Your task = Word for word, restate the lines from the start of the data below through the line containing "alongside its owner.".

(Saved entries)

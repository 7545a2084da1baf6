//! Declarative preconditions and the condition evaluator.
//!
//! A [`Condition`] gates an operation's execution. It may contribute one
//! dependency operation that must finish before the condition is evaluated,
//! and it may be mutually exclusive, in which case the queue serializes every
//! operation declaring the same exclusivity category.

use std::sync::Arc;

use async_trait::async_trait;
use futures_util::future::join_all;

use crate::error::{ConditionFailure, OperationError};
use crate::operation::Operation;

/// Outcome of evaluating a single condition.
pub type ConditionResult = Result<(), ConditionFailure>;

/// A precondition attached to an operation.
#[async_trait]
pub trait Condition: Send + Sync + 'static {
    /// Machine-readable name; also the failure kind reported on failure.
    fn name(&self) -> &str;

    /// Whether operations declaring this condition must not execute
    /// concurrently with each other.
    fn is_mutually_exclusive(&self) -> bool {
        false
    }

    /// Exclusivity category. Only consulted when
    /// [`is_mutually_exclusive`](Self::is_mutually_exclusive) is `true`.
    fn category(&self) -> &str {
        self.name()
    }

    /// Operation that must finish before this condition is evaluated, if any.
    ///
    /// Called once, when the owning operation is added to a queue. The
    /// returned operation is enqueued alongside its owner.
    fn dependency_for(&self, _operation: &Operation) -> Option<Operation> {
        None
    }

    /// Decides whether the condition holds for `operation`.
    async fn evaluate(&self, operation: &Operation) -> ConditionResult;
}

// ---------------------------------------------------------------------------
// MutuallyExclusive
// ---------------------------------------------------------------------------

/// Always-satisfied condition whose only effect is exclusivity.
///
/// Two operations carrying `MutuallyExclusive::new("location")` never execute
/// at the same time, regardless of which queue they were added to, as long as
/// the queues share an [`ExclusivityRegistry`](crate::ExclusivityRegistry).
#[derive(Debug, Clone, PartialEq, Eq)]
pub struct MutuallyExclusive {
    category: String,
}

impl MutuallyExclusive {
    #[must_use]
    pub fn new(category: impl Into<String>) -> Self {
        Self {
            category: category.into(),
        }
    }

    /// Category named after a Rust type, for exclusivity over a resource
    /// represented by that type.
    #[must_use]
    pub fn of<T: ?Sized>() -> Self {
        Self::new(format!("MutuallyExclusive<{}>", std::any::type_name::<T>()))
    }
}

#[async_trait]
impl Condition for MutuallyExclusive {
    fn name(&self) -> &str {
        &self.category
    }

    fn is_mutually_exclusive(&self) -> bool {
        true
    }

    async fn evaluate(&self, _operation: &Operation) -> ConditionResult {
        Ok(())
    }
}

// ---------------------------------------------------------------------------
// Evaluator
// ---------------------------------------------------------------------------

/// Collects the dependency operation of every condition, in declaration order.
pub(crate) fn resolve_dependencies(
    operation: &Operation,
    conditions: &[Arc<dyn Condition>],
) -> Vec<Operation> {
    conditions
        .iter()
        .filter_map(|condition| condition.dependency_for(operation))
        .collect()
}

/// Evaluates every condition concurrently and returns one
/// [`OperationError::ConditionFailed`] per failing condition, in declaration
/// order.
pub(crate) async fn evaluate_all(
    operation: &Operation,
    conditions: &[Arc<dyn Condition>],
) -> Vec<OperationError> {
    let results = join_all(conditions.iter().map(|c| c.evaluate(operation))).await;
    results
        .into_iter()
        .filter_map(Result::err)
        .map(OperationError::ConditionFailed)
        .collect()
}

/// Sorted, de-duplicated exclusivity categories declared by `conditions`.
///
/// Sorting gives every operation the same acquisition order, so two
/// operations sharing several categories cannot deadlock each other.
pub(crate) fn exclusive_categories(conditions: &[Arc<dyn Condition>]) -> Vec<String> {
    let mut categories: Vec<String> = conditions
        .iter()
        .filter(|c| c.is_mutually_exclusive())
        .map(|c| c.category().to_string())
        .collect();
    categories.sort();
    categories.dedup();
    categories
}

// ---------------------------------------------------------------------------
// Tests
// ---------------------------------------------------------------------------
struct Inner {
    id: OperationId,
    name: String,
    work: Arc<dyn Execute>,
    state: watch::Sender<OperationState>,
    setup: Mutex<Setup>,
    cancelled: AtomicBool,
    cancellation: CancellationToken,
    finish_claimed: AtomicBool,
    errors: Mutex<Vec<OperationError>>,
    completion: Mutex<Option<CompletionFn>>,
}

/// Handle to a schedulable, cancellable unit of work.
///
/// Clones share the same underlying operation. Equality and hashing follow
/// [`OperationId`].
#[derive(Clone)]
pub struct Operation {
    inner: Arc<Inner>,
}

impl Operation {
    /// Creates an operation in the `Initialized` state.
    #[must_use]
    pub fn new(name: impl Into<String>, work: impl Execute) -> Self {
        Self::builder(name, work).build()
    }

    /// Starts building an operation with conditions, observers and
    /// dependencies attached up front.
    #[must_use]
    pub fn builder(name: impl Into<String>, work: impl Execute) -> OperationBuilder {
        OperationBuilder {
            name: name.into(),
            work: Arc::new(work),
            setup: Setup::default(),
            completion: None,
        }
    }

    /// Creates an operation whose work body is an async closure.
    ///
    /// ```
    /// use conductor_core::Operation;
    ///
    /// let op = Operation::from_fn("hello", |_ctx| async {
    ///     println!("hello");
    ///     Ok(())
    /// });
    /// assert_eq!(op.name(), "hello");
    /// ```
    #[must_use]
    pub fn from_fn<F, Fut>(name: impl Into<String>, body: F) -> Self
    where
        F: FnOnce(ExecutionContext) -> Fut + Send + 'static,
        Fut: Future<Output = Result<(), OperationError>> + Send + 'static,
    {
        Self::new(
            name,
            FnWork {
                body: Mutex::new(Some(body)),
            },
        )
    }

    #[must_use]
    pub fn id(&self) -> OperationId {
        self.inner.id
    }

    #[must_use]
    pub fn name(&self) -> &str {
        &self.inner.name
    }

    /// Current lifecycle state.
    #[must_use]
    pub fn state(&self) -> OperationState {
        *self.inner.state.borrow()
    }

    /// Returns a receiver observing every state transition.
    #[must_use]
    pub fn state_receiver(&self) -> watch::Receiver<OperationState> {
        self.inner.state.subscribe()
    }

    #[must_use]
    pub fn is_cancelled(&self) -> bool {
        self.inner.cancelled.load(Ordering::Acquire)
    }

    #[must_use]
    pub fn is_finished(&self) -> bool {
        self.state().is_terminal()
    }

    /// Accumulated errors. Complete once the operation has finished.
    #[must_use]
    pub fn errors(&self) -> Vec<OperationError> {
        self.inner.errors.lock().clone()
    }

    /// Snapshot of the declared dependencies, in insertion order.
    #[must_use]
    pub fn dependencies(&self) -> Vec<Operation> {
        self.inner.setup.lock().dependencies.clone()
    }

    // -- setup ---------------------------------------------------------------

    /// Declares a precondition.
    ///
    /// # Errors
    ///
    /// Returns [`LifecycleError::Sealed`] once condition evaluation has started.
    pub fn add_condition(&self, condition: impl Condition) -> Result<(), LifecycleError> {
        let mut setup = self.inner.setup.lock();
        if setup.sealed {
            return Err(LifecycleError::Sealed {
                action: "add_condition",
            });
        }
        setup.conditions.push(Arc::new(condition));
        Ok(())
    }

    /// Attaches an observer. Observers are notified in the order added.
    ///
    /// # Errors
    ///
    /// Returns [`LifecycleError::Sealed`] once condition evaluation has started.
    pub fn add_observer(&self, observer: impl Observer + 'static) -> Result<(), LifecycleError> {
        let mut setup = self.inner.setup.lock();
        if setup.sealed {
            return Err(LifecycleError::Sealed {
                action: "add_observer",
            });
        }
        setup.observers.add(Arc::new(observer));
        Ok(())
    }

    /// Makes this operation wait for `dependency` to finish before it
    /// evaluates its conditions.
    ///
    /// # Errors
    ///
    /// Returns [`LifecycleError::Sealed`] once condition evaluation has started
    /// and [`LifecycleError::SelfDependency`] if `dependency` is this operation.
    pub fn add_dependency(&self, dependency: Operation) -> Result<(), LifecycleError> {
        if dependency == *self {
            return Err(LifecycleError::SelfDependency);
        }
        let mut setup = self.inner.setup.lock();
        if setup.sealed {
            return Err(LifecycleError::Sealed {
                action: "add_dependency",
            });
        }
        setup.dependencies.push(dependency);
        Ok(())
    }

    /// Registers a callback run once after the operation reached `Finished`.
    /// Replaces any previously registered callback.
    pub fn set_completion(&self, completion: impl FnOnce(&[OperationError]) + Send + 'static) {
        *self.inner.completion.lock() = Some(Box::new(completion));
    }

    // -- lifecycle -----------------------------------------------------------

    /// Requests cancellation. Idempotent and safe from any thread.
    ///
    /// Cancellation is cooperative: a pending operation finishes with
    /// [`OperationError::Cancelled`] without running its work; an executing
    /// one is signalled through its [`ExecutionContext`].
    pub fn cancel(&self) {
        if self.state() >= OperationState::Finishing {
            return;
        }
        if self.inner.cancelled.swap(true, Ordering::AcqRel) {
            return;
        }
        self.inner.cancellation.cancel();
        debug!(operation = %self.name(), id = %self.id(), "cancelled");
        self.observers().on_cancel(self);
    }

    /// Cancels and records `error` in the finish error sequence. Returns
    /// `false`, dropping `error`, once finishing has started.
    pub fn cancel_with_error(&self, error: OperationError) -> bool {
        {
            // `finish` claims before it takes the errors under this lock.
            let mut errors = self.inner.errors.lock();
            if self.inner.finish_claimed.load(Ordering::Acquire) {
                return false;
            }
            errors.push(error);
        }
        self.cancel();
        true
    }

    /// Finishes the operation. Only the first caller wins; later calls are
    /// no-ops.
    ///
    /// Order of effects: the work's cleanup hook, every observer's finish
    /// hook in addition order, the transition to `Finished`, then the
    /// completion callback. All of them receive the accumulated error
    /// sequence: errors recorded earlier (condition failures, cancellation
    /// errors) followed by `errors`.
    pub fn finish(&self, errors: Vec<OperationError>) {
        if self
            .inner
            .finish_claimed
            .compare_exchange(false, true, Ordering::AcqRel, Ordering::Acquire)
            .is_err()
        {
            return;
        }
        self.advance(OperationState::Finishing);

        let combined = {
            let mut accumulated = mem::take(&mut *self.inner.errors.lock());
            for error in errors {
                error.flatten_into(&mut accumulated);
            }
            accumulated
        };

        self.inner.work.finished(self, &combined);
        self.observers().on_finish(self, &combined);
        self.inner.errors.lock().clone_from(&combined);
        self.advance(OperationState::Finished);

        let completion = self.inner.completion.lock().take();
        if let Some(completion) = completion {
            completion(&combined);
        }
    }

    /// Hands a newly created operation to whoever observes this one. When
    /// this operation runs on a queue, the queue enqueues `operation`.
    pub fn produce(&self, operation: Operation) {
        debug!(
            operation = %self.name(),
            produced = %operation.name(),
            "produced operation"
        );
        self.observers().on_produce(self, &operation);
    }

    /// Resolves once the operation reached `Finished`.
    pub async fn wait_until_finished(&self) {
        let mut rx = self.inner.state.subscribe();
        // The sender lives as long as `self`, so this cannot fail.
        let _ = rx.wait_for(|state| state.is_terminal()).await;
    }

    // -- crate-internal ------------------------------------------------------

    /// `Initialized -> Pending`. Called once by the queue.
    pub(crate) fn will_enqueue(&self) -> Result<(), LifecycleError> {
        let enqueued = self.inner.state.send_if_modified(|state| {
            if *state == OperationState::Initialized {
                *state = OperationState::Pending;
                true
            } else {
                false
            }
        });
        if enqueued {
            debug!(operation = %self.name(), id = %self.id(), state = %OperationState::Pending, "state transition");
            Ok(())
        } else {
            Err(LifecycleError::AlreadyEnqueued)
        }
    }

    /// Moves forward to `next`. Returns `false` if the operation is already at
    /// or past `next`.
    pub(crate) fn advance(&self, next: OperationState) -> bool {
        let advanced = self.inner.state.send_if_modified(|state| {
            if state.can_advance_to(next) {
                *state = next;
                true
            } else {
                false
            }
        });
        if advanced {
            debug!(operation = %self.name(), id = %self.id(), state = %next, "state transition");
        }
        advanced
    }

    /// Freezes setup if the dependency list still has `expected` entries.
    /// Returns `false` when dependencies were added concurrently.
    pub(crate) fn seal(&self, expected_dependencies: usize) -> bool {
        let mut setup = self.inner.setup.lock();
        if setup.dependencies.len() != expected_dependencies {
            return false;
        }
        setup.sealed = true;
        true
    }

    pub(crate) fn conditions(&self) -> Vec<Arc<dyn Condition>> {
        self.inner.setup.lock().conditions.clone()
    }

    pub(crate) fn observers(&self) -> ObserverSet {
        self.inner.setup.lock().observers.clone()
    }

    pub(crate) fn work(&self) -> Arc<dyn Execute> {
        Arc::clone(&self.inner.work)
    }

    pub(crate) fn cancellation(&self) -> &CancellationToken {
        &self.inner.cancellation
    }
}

Result =
repository 7545a2084da1baf6
//! Declarative preconditions and the condition evaluator.
//!
//! A [`Condition`] gates an operation's execution. It may contribute one
//! dependency operation that must finish before the condition is evaluated,
//! and it may be mutually exclusive, in which case the queue serializes every
//! operation declaring the same exclusivity category.

use std::sync::Arc;

use async_trait::async_trait;
use futures_util::future::join_all;

use crate::error::{ConditionFailure, OperationError};
use crate::operation::Operation;

/// Outcome of evaluating a single condition.
pub type ConditionResult = Result<(), ConditionFailure>;

/// A precondition attached to an operation.
#[async_trait]
pub trait Condition: Send + Sync + 'static {
    /// Machine-readable name; also the failure kind reported on failure.
    fn name(&self) -> &str;

    /// Whether operations declaring this condition must not execute
    /// concurrently with each other.
    fn is_mutually_exclusive(&self) -> bool {
        false
    }

    /// Exclusivity category. Only consulted when
    /// [`is_mutually_exclusive`](Self::is_mutually_exclusive) is `true`.
    fn category(&self) -> &str {
        self.name()
    }

    /// Operation that must finish before this condition is evaluated, if any.
    ///
    /// Called once, when the owning operation is added to a queue. The
    /// returned operation is enqueued alongside its owner.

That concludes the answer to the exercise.